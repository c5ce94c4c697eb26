//! Command-line parsing
//!
//! Parses `ratatouille <command> [args]` into a [`Command`].

use std::path::PathBuf;

/// Parsed command from the process arguments
#[derive(Debug, Clone, PartialEq)]
pub enum Command {
    /// Launch the desktop window: (no args) or `open`
    Open,
    /// Detect ingredients in a photo: `detect <image>`
    Detect { image: PathBuf },
    /// Match recipes: `recipes <ingredient>...`
    Recipes { ingredients: Vec<String> },
    /// Pick a random recipe: `chaos [ingredient]...`
    Chaos { ingredients: Vec<String> },
    /// Probe the backend: `status`
    Status,
    /// Show help: `help`
    Help,
    /// Anything we could not make sense of, with the reason
    Invalid { message: String },
}

impl Command {
    /// Parse arguments after the program name
    pub fn parse<S: AsRef<str>>(args: &[S]) -> Self {
        let Some(cmd) = args.first() else {
            return Command::Open;
        };
        let rest: Vec<String> = args[1..]
            .iter()
            .map(|a| a.as_ref().trim().to_string())
            .filter(|a| !a.is_empty())
            .collect();

        match cmd.as_ref().to_lowercase().as_str() {
            "open" | "gui" => Command::Open,
            "detect" | "scan" => match rest.first() {
                Some(path) => Command::Detect {
                    image: PathBuf::from(path),
                },
                None => Command::Invalid {
                    message: "Usage: ratatouille detect <image>".to_string(),
                },
            },
            "recipes" | "match" => {
                if rest.is_empty() {
                    Command::Invalid {
                        message: "Usage: ratatouille recipes <ingredient>...".to_string(),
                    }
                } else {
                    Command::Recipes { ingredients: rest }
                }
            }
            "chaos" => Command::Chaos { ingredients: rest },
            "status" => Command::Status,
            "help" | "--help" | "-h" => Command::Help,
            other => Command::Invalid {
                message: format!("Unknown command: {other}. Run 'ratatouille help' for usage"),
            },
        }
    }

    /// Get help text for all commands
    pub fn help_text() -> &'static str {
        r#"Ratatouille AI - The Fridge-Scavenger Chef

Usage: ratatouille [command]

Commands:
  (none), open              Open the kitchen window
  detect <image>            Detect ingredients in a photo
  recipes <ingredient>...   Match recipes for the given ingredients
  chaos [ingredient]...     Let the chef pick a random recipe
  status                    Check that the backend is reachable
  help                      Show this help message

Environment:
  RATATOUILLE_API_BASE      Backend URL (default http://127.0.0.1:8000)
  RATATOUILLE_TIMEOUT_SECS  Request timeout in seconds (default 30)
  RATATOUILLE_TOAST_MS      Notification duration in ms (default 3000)
  RUST_LOG                  Log filter, e.g. ratatouille=debug"#
    }
}
//! Detected ingredient bubbles

use iced::widget::{button, column, container, row, text, Column, Space};
use iced::{Alignment, Background, Border, Element, Length, Padding};

use super::theme::{self, KitchenTheme};
use crate::model::Ingredient;

const PER_ROW: usize = 4;

pub fn view<'a, Message: Clone + 'a>(
    ingredients: &'a [Ingredient],
    on_add: Message,
    on_remove: impl Fn(String) -> Message + 'a,
) -> Element<'a, Message> {
    let header = row![
        text("🧺 Detected Ingredients").size(22).color(KitchenTheme::BURGUNDY),
        Space::with_width(Length::Fill),
        text(format!("{} found", ingredients.len()))
            .size(14)
            .color(KitchenTheme::BROWN),
    ]
    .align_y(Alignment::Center);

    let rows = ingredients.chunks(PER_ROW).map(|chunk| {
        Element::from(row(chunk.iter().map(|ingredient| bubble(ingredient, &on_remove))).spacing(12))
    });

    let add = button(text("+ Add ingredient").size(14))
        .on_press(on_add)
        .padding(Padding::from([8.0, 16.0]))
        .style(theme::pill(KitchenTheme::GREEN));

    container(
        column![header, Column::with_children(rows).spacing(12), add]
            .spacing(16)
            .align_x(Alignment::Center),
    )
    .padding(20)
    .width(Length::Fill)
    .style(theme::card(24.0))
    .into()
}

fn bubble<'a, Message: Clone + 'a>(
    ingredient: &'a Ingredient,
    on_remove: &impl Fn(String) -> Message,
) -> Element<'a, Message> {
    let dot = if ingredient.is_confident() {
        KitchenTheme::GREEN
    } else {
        KitchenTheme::AMBER
    };

    let content = row![
        text(ingredient.icon().glyph()).size(18),
        text(&ingredient.name).size(15).color(KitchenTheme::INK),
        container(text(format!("{}%", ingredient.confidence_percent())).size(11))
            .padding(Padding::from([2.0, 6.0]))
            .style(move |_theme| container::Style {
                background: Some(Background::Color(dot)),
                text_color: Some(KitchenTheme::WHITE),
                border: Border::default().rounded(8.0),
                ..Default::default()
            }),
        button(text("✕").size(12))
            .on_press(on_remove(ingredient.name.clone()))
            .padding(Padding::from([2.0, 6.0]))
            .style(theme::ghost(KitchenTheme::BROWN)),
    ]
    .spacing(8)
    .align_y(Alignment::Center);

    container(content)
        .padding(Padding::from([8.0, 12.0]))
        .style(|_theme| container::Style {
            background: Some(Background::Color(KitchenTheme::WHITE)),
            border: Border {
                color: KitchenTheme::TAN,
                width: 1.5,
                radius: 20.0.into(),
            },
            ..Default::default()
        })
        .into()
}
//! Errors raised while talking to the backend

use thiserror::Error;

/// Which backend call failed; picks the fallback message shown to the user
#[derive(Debug, Clone, Copy, PartialEq, Eq)]
pub enum Operation {
    Detect,
    Recipes,
    Status,
    Image,
}

impl Operation {
    pub fn fallback_message(self) -> &'static str {
        match self {
            Operation::Detect => "Ingredient detection failed",
            Operation::Recipes => "Recipe matching failed",
            Operation::Status | Operation::Image => "Backend request failed",
        }
    }
}

#[derive(Debug, Error)]
pub enum ApiError {
    #[error("request failed: {0}")]
    Transport(#[from] reqwest::Error),

    #[error("{} ({status}): {}", .operation.fallback_message(), .detail.as_deref().unwrap_or("no detail"))]
    Status {
        operation: Operation,
        status: u16,
        detail: Option<String>,
    },

    #[error("unexpected response body: {0}")]
    Decode(String),

    #[error("could not read image: {0}")]
    Io(#[from] std::io::Error),
}

impl ApiError {
    /// Message fit for a toast: the server's `detail` when it sent one,
    /// otherwise a generic line for the failed operation
    pub fn user_message(&self) -> String {
        match self {
            ApiError::Status {
                detail: Some(detail),
                ..
            } => detail.clone(),
            ApiError::Status { operation, .. } => operation.fallback_message().to_string(),
            ApiError::Transport(_) => "Could not reach the kitchen backend. Is it running?".to_string(),
            ApiError::Decode(_) => "Unexpected response from the backend".to_string(),
            ApiError::Io(e) => format!("Could not read that photo: {e}"),
        }
    }
}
====
PROBLEM TO SOLVE> Among the lines above, find those with the string "Transport" and copy them.

ANSWER BOX>
    Transport(#[from] reqwest::Error),
            ApiError::Transport(_) => "Could not reach the kitchen backend. Is it running?".to_string(),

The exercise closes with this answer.